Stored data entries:
// Copyright (c) 2025-2026 Adrian Robinson. Licensed under the AGPL-3.0.
// See LICENSE file in the project root for full license text.

//! Date parsing into epoch milliseconds.

use chrono::{DateTime, NaiveDate, NaiveDateTime};

use super::mapper::unconvertible;
use crate::error::{ConditionError, Result};
use crate::value::Value;

/// Parses dates given as epoch millis or as text in a chrono pattern.
///
/// Patterns without a zone are read as UTC; date-only patterns as midnight.
#[derive(Debug, Clone, PartialEq, Eq)]
pub struct DateParser {
    pattern: String,
}

impl DateParser {
    pub fn new(pattern: impl Into<String>) -> Self {
        Self {
            pattern: pattern.into(),
        }
    }

    pub fn pattern(&self) -> &str {
        &self.pattern
    }

    /// Epoch milliseconds of `value`.
    pub fn parse(&self, field: &str, value: &Value) -> Result<i64> {
        match value {
            Value::Int(millis) => Ok(*millis),
            Value::Float(millis) if millis.is_finite() => Ok(millis.trunc() as i64),
            Value::Text(text) => self.parse_text(field, text),
            other => Err(unconvertible(field, "a date", other)),
        }
    }

    fn parse_text(&self, field: &str, text: &str) -> Result<i64> {
        let text = text.trim();
        if let Ok(date_time) = DateTime::parse_from_str(text, &self.pattern) {
            return Ok(date_time.timestamp_millis());
        }
        if let Ok(date_time) = NaiveDateTime::parse_from_str(text, &self.pattern) {
            return Ok(date_time.and_utc().timestamp_millis());
        }
        if let Ok(date) = NaiveDate::parse_from_str(text, &self.pattern) {
            if let Some(midnight) = date.and_hms_opt(0, 0, 0) {
                return Ok(midnight.and_utc().timestamp_millis());
            }
        }
        Err(ConditionError::invalid(
            "value",
            format!(
                "Field '{}' with value '{}' can not be parsed as date with pattern '{}'",
                field, text, self.pattern
            ),
        ))
    }
}
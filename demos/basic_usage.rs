// Copyright (c) 2025-2026 Adrian Robinson. Licensed under the AGPL-3.0.
// See LICENSE file in the project root for full license text.

//! Basic search-conditions usage example.
//!
//! Demonstrates:
//! 1. Declaring a schema of field mappers
//! 2. Indexing a handful of rows into the in-memory index
//! 3. Building conditions in code and from JSON
//! 4. Rendering compiled queries and running them
//! 5. Displaying metrics
//!
//! # Run
//!
//! ```bash
//! cargo run --example basic_usage
//! ```

use std::sync::Arc;
use std::time::Instant;

use metrics_util::debugging::{DebugValue, DebuggingRecorder, Snapshotter};
use search_conditions::schema::{BitemporalMapper, GeoPointMapper};
use search_conditions::{
    BitemporalCondition, BooleanCondition, Condition, GeoDistanceCondition,
    LuceneCondition, MatchCondition, MemoryIndex, RangeCondition, Row, Schema, Search, Value,
};

fn main() -> Result<(), Box<dyn std::error::Error>> {
    let recorder = DebuggingRecorder::new();
    let snapshotter = recorder.snapshotter();
    recorder.install().expect("failed to install metrics recorder");

    tracing_subscriber::fmt()
        .with_target(false)
        .compact()
        .init();

    println!("\n╔═══════════════════════════════════════════════════════════════╗");
    println!("║           search-conditions: Basic Usage Example              ║");
    println!("╚═══════════════════════════════════════════════════════════════╝\n");

    // ─────────────────────────────────────────────────────────────────────────
    // 1. Declare the schema
    // ─────────────────────────────────────────────────────────────────────────
    println!("📦 Declaring schema...");
    let schema = Arc::new(
        Schema::new()
            .string("name")
            .integer("age")
            .text("bio")
            .add_mapper(GeoPointMapper::new("place", "lat", "lon"))
            .add_mapper(
                BitemporalMapper::new("history", "vt_from", "vt_to", "tt_from", "tt_to", "%Y/%m/%d")
                    .now_value("2200/01/01"),
            ),
    );
    for mapper in schema.mappers() {
        println!("   └─ {} ({})", mapper.field(), mapper.kind());
    }

    // ─────────────────────────────────────────────────────────────────────────
    // 2. Index rows
    // ─────────────────────────────────────────────────────────────────────────
    println!("\n📝 Indexing 4 rows...");
    let rows: Vec<(&str, Vec<(&str, Value)>)> = vec![
        ("alice", vec![
            ("name", "Alice".into()), ("age", 34.into()), ("bio", "Runs the Madrid office".into()),
            ("lat", 40.42.into()), ("lon", (-3.70).into()),
            ("vt_from", "2020/01/01".into()), ("vt_to", "2200/01/01".into()),
            ("tt_from", "2020/01/01".into()), ("tt_to", "2200/01/01".into()),
        ]),
        ("bob", vec![
            ("name", "Bob".into()), ("age", 19.into()), ("bio", "Intern in the Paris office".into()),
            ("lat", 48.86.into()), ("lon", 2.35.into()),
            ("vt_from", "2021/06/01".into()), ("vt_to", "2021/09/01".into()),
            ("tt_from", "2021/06/01".into()), ("tt_to", "2200/01/01".into()),
        ]),
        ("carol", vec![
            ("name", "Carol".into()), ("age", 52.into()), ("bio", "Heads the London office".into()),
            ("lat", 51.51.into()), ("lon", (-0.13).into()),
        ]),
        ("dave", vec![("name", "Dave".into()), ("age", 27.into())]),
    ];

    let index = MemoryIndex::new(schema.clone());
    for (id, columns) in &rows {
        let row: Row = columns.iter().map(|(c, v)| (c.to_string(), v.clone())).collect();
        index.insert(*id, &row)?;
        println!("   └─ Indexed: {}", id);
    }
    println!("   ✅ {} documents", index.len());

    // ─────────────────────────────────────────────────────────────────────────
    // 3. Build and run conditions
    // ─────────────────────────────────────────────────────────────────────────
    println!("\n🔍 Running conditions...");
    let conditions: Vec<(&str, Condition)> = vec![
        ("exact name", MatchCondition::new("name", "Alice")?.into()),
        ("adults under 40", RangeCondition::new("age")?.lower(18).upper(40).include_lower(true).into()),
        ("full-text", MatchCondition::new("bio", "the office")?.into()),
        (
            "within 600km of Madrid",
            GeoDistanceCondition::new("place", 40.42, -3.70, "600km".parse()?)?.into(),
        ),
        (
            "valid in summer 2021",
            BitemporalCondition::new("history")?.vt_from("2021/07/01").vt_to("2021/07/31").into(),
        ),
        (
            "not an intern",
            BooleanCondition::new().not(MatchCondition::new("bio", "intern")?).into(),
        ),
        ("query syntax", LuceneCondition::new("name:Carol OR age:[30 TO *]")?.into()),
    ];

    for (label, condition) in &conditions {
        let start = Instant::now();
        let query = condition.compile(&schema)?;
        let hits = index.execute(&query);
        println!("   └─ {}: {}", label, query);
        println!("      → {:?} ({:?})", hits, start.elapsed());
    }

    // ─────────────────────────────────────────────────────────────────────────
    // 4. JSON requests
    // ─────────────────────────────────────────────────────────────────────────
    println!("\n📨 Running a JSON search request...");
    let request: Search = serde_json::from_str(
        r#"{
            "query": [{"type": "match", "field": "bio", "value": "office", "boost": 2.0}],
            "filter": [{"type": "geo_distance", "field": "place",
                        "latitude": 48.86, "longitude": 2.35, "max_distance": "1000km"}]
        }"#,
    )?;
    println!("   └─ {}", request.compile(&schema)?);
    println!("      → {:?}", index.search_request(&request)?);

    let invalid = Condition::from(MatchCondition::new("salary", 100)?);
    match index.search(&invalid) {
        Ok(hits) => println!("   └─ Unexpected hits: {:?}", hits),
        Err(e) => println!("   └─ Rejected as expected: {}", e),
    }

    // ─────────────────────────────────────────────────────────────────────────
    // 5. Dump metrics
    // ─────────────────────────────────────────────────────────────────────────
    println!("\n📈 Metrics:");
    dump_metrics(&snapshotter);

    println!("\n╔═══════════════════════════════════════════════════════════════╗");
    println!("║                    Example complete!                          ║");
    println!("╚═══════════════════════════════════════════════════════════════╝\n");

    Ok(())
}

/// Dump all captured metrics grouped by kind
fn dump_metrics(snapshotter: &Snapshotter) {
    let mut counters = Vec::new();
    let mut gauges = Vec::new();
    let mut histograms = Vec::new();

    for (composite_key, _, _, value) in snapshotter.snapshot().into_vec() {
        let key = composite_key.key();
        let labels: Vec<_> = key.labels().map(|l| format!("{}={}", l.key(), l.value())).collect();
        let label_str = if labels.is_empty() { String::new() } else { format!("{{{}}}", labels.join(",")) };
        let name = format!("{}{}", key.name(), label_str);

        match value {
            DebugValue::Counter(v) => counters.push((name, v)),
            DebugValue::Gauge(v) => gauges.push((name, v.into_inner())),
            DebugValue::Histogram(samples) => {
                let count = samples.len();
                let sum: f64 = samples.iter().map(|v| v.into_inner()).sum();
                histograms.push((name, count, sum));
            }
        }
    }

    counters.sort();
    gauges.sort_by(|a, b| a.0.cmp(&b.0));
    histograms.sort_by(|a, b| a.0.cmp(&b.0));

    if !counters.is_empty() {
        println!("   ┌─ Counters (cumulative)");
        for (name, value) in &counters {
            println!("   │  └─ {} = {}", name, value);
        }
    }
    if !gauges.is_empty() {
        println!("   ├─ Gauges (current value)");
        for (name, value) in &gauges {
            println!("   │  └─ {} = {:.0}", name, value);
        }
    }
    if !histograms.is_empty() {
        println!("   └─ Histograms (distributions)");
        for (name, count, sum) in &histograms {
            let avg = if *count > 0 { sum / *count as f64 } else { 0.0 };
            println!("      └─ {} count={} sum={:.6} avg={:.6}", name, count, sum, avg);
        }
    }
}
impl ContainsCondition {
    pub fn new<V: Into<Value>>(
        field: impl Into<String>,
        values: impl IntoIterator<Item = V>,
    ) -> Result<Self> {
        let condition = Self {
            field: field.into(),
            values: values.into_iter().map(Into::into).collect(),
            boost: None,
        };
        condition.validate()?;
        Ok(condition)
    }

    pub(super) fn validate(&self) -> Result<()> {
        check_field(&self.field)?;
        if self.values.is_empty() {
            return Err(ConditionError::invalid("values", "Values required"));
        }
        self.values.iter().try_for_each(check_value)
    }

    pub(super) fn compile_unboosted(&self, schema: &Schema) -> Result<Query> {
        check_clauses(schema, self.values.len())?;
        let mapper = resolve_mapper(schema, &self.field)?;
        let queries = self
            .values
            .iter()
            .map(|value| match_query(schema, mapper, &self.field, value))
            .collect::<Result<Vec<_>>>()?;
        Ok(should_group(queries))
    }
}

/// Field value within an interval.
///
/// Absent bounds are open; both flags default to exclusive.
#[derive(Debug, Clone, PartialEq, Serialize, Deserialize)]
pub struct RangeCondition {
    field: String,
    #[serde(default, skip_serializing_if = "Option::is_none")]
    lower: Option<Value>,
    #[serde(default, skip_serializing_if = "Option::is_none")]
    upper: Option<Value>,
    #[serde(default)]
    include_lower: bool,
    #[serde(default)]
    include_upper: bool,
    #[serde(default, skip_serializing_if = "Option::is_none")]
    pub(super) boost: Option<f32>,
}

impl RangeCondition {
    pub fn new(field: impl Into<String>) -> Result<Self> {
        let condition = Self {
            field: field.into(),
            lower: None,
            upper: None,
            include_lower: false,
            include_upper: false,
            boost: None,
        };
        condition.validate()?;
        Ok(condition)
    }

    /// Lower bound; a null value leaves the bound open.
    pub fn lower(mut self, lower: impl Into<Value>) -> Self {
        self.lower = Some(lower.into()).filter(|v| !v.is_null());
        self
    }

    /// Upper bound; a null value leaves the bound open.
    pub fn upper(mut self, upper: impl Into<Value>) -> Self {
        self.upper = Some(upper.into()).filter(|v| !v.is_null());
        self
    }

    pub fn include_lower(mut self, include: bool) -> Self {
        self.include_lower = include;
        self
    }

    pub fn include_upper(mut self, include: bool) -> Self {
        self.include_upper = include;
        self
    }

    pub(super) fn validate(&self) -> Result<()> {
        check_field(&self.field)
    }

    pub(super) fn compile_unboosted(&self, schema: &Schema) -> Result<Query> {
        let mapper = resolve_mapper(schema, &self.field)?;
        range_query(
            mapper,
            &self.field,
            self.lower.as_ref().filter(|v| !v.is_null()),
            self.upper.as_ref().filter(|v| !v.is_null()),
            self.include_lower,
            self.include_upper,
        )
    }
}

/// Terms starting with a prefix.
#[derive(Debug, Clone, PartialEq, Serialize, Deserialize)]
pub struct PrefixCondition {
    field: String,
    value: String,
    #[serde(default, skip_serializing_if = "Option::is_none")]
    pub(super) boost: Option<f32>,
}

impl PrefixCondition {
    pub fn new(field: impl Into<String>, value: impl Into<String>) -> Result<Self> {
        let condition = Self {
            field: field.into(),
            value: value.into(),
            boost: None,
        };
        condition.validate()?;
        Ok(condition)
    }

    pub(super) fn validate(&self) -> Result<()> {
        check_field(&self.field)?;
        check_text(&self.value)
    }

    pub(super) fn compile_unboosted(&self, schema: &Schema) -> Result<Query> {
        let prefix = text_value(schema, &self.field, &self.value, "prefix")?;
        Ok(Query::Prefix(PrefixQuery {
            field: self.field.clone(),
            prefix,
        }))
    }
}
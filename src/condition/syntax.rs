// Copyright (c) 2025-2026 Adrian Robinson. Licensed under the AGPL-3.0.
// See LICENSE file in the project root for full license text.

//! Full-text query syntax condition.
//!
//! The query string is parsed with tantivy's query grammar and the resulting
//! [`UserInputAst`] is lowered into a [`Query`] through the same mapper
//! dispatch the typed conditions use.
//!
//! # Syntax
//!
//! ```text
//! tom                     - term in the default field
//! name:tom                - term in a field
//! "big data"~2            - phrase, optional slop
//! tom*                    - prefix
//! tom~1                   - fuzzy, max edits 0..=2
//! /t.m/                   - regular expression
//! age:[10 TO 20}          - range, `*` for an open end
//! +a -b c                 - required / prohibited / optional
//! a AND b, a OR b, NOT a  - conjunctions
//! (a b)^2                 - group, boost
//! *, *:*                 - every document
//! a\*b                    - backslash escapes a special character
//! ```
//!
//! Escaped characters are always literal. A single unmodified clause is
//! returned without a boolean wrapper.

use serde::{Deserialize, Serialize};
use tantivy_query_grammar::{
    parse_query, Delimiter, Occur as UserOccur, UserInputAst, UserInputBound, UserInputLeaf,
    UserInputLiteral,
};

use super::field::{check_regexp, DEFAULT_MAX_EXPANSIONS, MAX_EDITS};
use super::{check_boost, check_clauses, check_field, match_query, phrase_query, range_query};
use crate::error::{ConditionError, Result};
use crate::query::{BooleanQuery, FuzzyQuery, PrefixQuery, Query, RangeQuery, RegexpQuery};
use crate::schema::{BaseType, Schema};
use crate::value::Value;

/// Deepest group or negation nesting a query string may use.
pub const MAX_NESTING_DEPTH: usize = 32;

/// A query string in Lucene-like syntax.
#[derive(Debug, Clone, PartialEq, Serialize, Deserialize)]
pub struct LuceneCondition {
    query: String,
    /// Field for terms without one; the config's `syntax_default_field` if unset
    #[serde(default, skip_serializing_if = "Option::is_none")]
    default_field: Option<String>,
    #[serde(default, skip_serializing_if = "Option::is_none")]
    pub(super) boost: Option<f32>,
}

impl LuceneCondition {
    pub fn new(query: impl Into<String>) -> Result<Self> {
        let condition = Self {
            query: query.into(),
            default_field: None,
            boost: None,
        };
        condition.validate()?;
        Ok(condition)
    }

    pub fn with_default_field(mut self, field: impl Into<String>) -> Result<Self> {
        self.default_field = Some(field.into());
        self.validate()?;
        Ok(self)
    }

    pub(super) fn validate(&self) -> Result<()> {
        if self.query.trim().is_empty() {
            return Err(ConditionError::invalid("query", "Query required"));
        }
        if let Some(field) = &self.default_field {
            check_field(field)?;
        }
        if nesting_depth(&self.query) > MAX_NESTING_DEPTH {
            return Err(syntax_error(
                &self.query,
                format!("too deeply nested, at most {} levels allowed", MAX_NESTING_DEPTH),
            ));
        }
        Ok(())
    }

    pub(super) fn compile_unboosted(&self, schema: &Schema) -> Result<Query> {
        let default_field = self
            .default_field
            .as_deref()
            .unwrap_or(&schema.config().syntax_default_field);
        let ast = parse_query(&self.query.replace("*:*", "*"))
            .map_err(|_| syntax_error(&self.query, "invalid query syntax"))?;
        Lowering {
            input: &self.query,
            schema,
            default_field,
        }
        .lower(&ast, 0)
    }
}

fn syntax_error(input: &str, reason: impl Into<String>) -> ConditionError {
    ConditionError::parse("query", input, reason)
}

/// Deepest parenthesis nesting, or longest run of `NOT`s, outside quotes.
///
/// Checked before parsing since the grammar recurses once per level.
fn nesting_depth(input: &str) -> usize {
    let (mut depth, mut deepest) = (0usize, 0usize);
    let (mut quoted, mut escaped) = (false, false);
    for c in input.chars() {
        if escaped {
            escaped = false;
            continue;
        }
        match c {
            '\\' => escaped = true,
            '"' => quoted = !quoted,
            '(' if !quoted => {
                depth += 1;
                deepest = deepest.max(depth);
            }
            ')' if !quoted => depth = depth.saturating_sub(1),
            _ => {}
        }
    }

    let mut run = 0;
    for word in input.split_whitespace() {
        if word == "NOT" {
            run += 1;
            deepest = deepest.max(run);
        } else {
            run = 0;
        }
    }
    deepest
}

/// `term~` or `term~N` written as a plain word.
fn split_fuzzy(text: &str) -> Option<(&str, &str)> {
    let (term, edits) = text.rsplit_once('~')?;
    (!term.is_empty() && edits.chars().all(|c| c.is_ascii_digit())).then_some((term, edits))
}

/// `/pattern/` written as a plain word.
fn regexp_literal(text: &str) -> Option<&str> {
    text.strip_prefix('/')?.strip_suffix('/')
}

/// Turns a parsed query into a [`Query`] against one schema.
struct Lowering<'a> {
    input: &'a str,
    schema: &'a Schema,
    default_field: &'a str,
}

impl Lowering<'_> {
    fn error(&self, reason: impl Into<String>) -> ConditionError {
        syntax_error(self.input, reason)
    }

    fn field<'f>(&'f self, field: &'f Option<String>) -> &'f str {
        field.as_deref().unwrap_or(self.default_field)
    }

    fn lower(&self, ast: &UserInputAst, depth: usize) -> Result<Query> {
        if depth > 2 * MAX_NESTING_DEPTH + 2 {
            return Err(self.error("too deeply nested"));
        }
        match ast {
            UserInputAst::Clause(clauses) => self.lower_clauses(clauses, depth),
            UserInputAst::Leaf(leaf) => self.lower_leaf(leaf),
            UserInputAst::Boost(inner, boost) => {
                let query = self.lower(inner, depth + 1)?;
                Ok(query.boost(check_boost(*boost as f32)?))
            }
        }
    }

    fn lower_clauses(
        &self,
        clauses: &[(Option<UserOccur>, UserInputAst)],
        depth: usize,
    ) -> Result<Query> {
        if let [(None | Some(UserOccur::Should), only)] = clauses {
            return self.lower(only, depth + 1);
        }
        check_clauses(self.schema, clauses.len())?;

        let mut query = BooleanQuery::new();
        for (occur, ast) in clauses {
            let clause = self.lower(ast, depth + 1)?;
            query = match occur {
                Some(UserOccur::Must) => query.must(clause),
                Some(UserOccur::MustNot) => query.must_not(clause),
                Some(UserOccur::Should) | None => query.should(clause),
            };
        }
        Ok(query.build())
    }

    fn lower_leaf(&self, leaf: &UserInputLeaf) -> Result<Query> {
        match leaf {
            UserInputLeaf::All => Ok(Query::MatchAll),
            UserInputLeaf::Literal(literal) => self.lower_literal(literal),
            UserInputLeaf::Range { field, lower, upper } => {
                self.range(self.field(field), lower, upper)
            }
            _ => Err(self.error("unsupported query syntax")),
        }
    }

    fn lower_literal(&self, literal: &UserInputLiteral) -> Result<Query> {
        let field = self.field(&literal.field_name);
        let text = literal.phrase.as_str();

        if literal.prefix {
            return Ok(Query::Prefix(PrefixQuery {
                field: field.to_string(),
                prefix: self.text_term(field, text, "prefix")?,
            }));
        }
        if !matches!(literal.delimiter, Delimiter::None) {
            return self.phrase(field, text, literal.slop);
        }
        if literal.slop > 0 {
            return self.fuzzy(field, text, literal.slop);
        }
        if let Some((term, edits)) = split_fuzzy(text) {
            let max_edits = match edits {
                "" => u32::from(MAX_EDITS),
                digits => digits
                    .parse()
                    .map_err(|_| self.error(format!("invalid max edits '{}'", digits)))?,
            };
            return self.fuzzy(field, term, max_edits);
        }
        if let Some(pattern) = regexp_literal(text) {
            check_regexp(pattern)?;
            self.text_term(field, pattern, "regexp")?;
            return Ok(Query::Regexp(RegexpQuery {
                field: field.to_string(),
                pattern: pattern.to_string(),
            }));
        }

        match self.schema.mapper(field) {
            Some(mapper) => match_query(self.schema, mapper, field, &Value::Text(text.to_string())),
            None => Ok(Query::term(field, text)),
        }
    }

    fn phrase(&self, field: &str, text: &str, slop: u32) -> Result<Query> {
        match self.schema.mapper(field) {
            Some(mapper) if !mapper.is_analyzed() => {
                match_query(self.schema, mapper, field, &Value::Text(text.to_string()))
            }
            _ => Ok(phrase_query(
                field,
                self.schema.analyzer_for(field).analyze(text),
                slop,
            )),
        }
    }

    fn fuzzy(&self, field: &str, text: &str, max_edits: u32) -> Result<Query> {
        let max_edits = u8::try_from(max_edits)
            .ok()
            .filter(|edits| *edits <= MAX_EDITS)
            .ok_or_else(|| self.error(format!("max edits must be between 0 and {}", MAX_EDITS)))?;
        Ok(Query::Fuzzy(FuzzyQuery {
            field: field.to_string(),
            term: self.text_term(field, text, "fuzzy")?,
            max_edits,
            prefix_length: 0,
            max_expansions: DEFAULT_MAX_EXPANSIONS,
            transpositions: true,
        }))
    }

    fn range(&self, field: &str, lower: &UserInputBound, upper: &UserInputBound) -> Result<Query> {
        let (lower, include_lower) = bound(lower);
        let (upper, include_upper) = bound(upper);
        match self.schema.mapper(field) {
            Some(mapper) => range_query(
                mapper,
                field,
                lower.map(|s| Value::Text(s.to_string())).as_ref(),
                upper.map(|s| Value::Text(s.to_string())).as_ref(),
                include_lower,
                include_upper,
            ),
            None => Ok(Query::TermRange(RangeQuery {
                field: field.to_string(),
                lower: lower.map(str::to_string),
                upper: upper.map(str::to_string),
                include_lower,
                include_upper,
            })),
        }
    }

    /// Term for a text-only query; unknown fields keep the raw text.
    fn text_term(&self, field: &str, text: &str, condition: &'static str) -> Result<String> {
        let Some(mapper) = self.schema.mapper(field) else {
            return Ok(text.to_string());
        };
        if mapper.base_type() != Some(BaseType::Text) {
            return Err(ConditionError::unsupported(condition, field, mapper.kind()));
        }
        let term = mapper
            .to_base(field, &Value::Text(text.to_string()))?
            .into_text()
            .unwrap_or_else(|| text.to_string());
        Ok(if mapper.is_analyzed() {
            term.to_lowercase()
        } else {
            term
        })
    }
}

fn bound(bound: &UserInputBound) -> (Option<&str>, bool) {
    match bound {
        UserInputBound::Inclusive(value) if value != "*" => (Some(value.as_str()), true),
        UserInputBound::Exclusive(value) if value != "*" => (Some(value.as_str()), false),
        _ => (None, false),
    }
}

Description of the task: Pull out every line holding "digits" from the records above, and copy it.

Response to the exercise:
                digits => digits
                    .map_err(|_| self.error(format!("invalid max edits '{}'", digits)))?,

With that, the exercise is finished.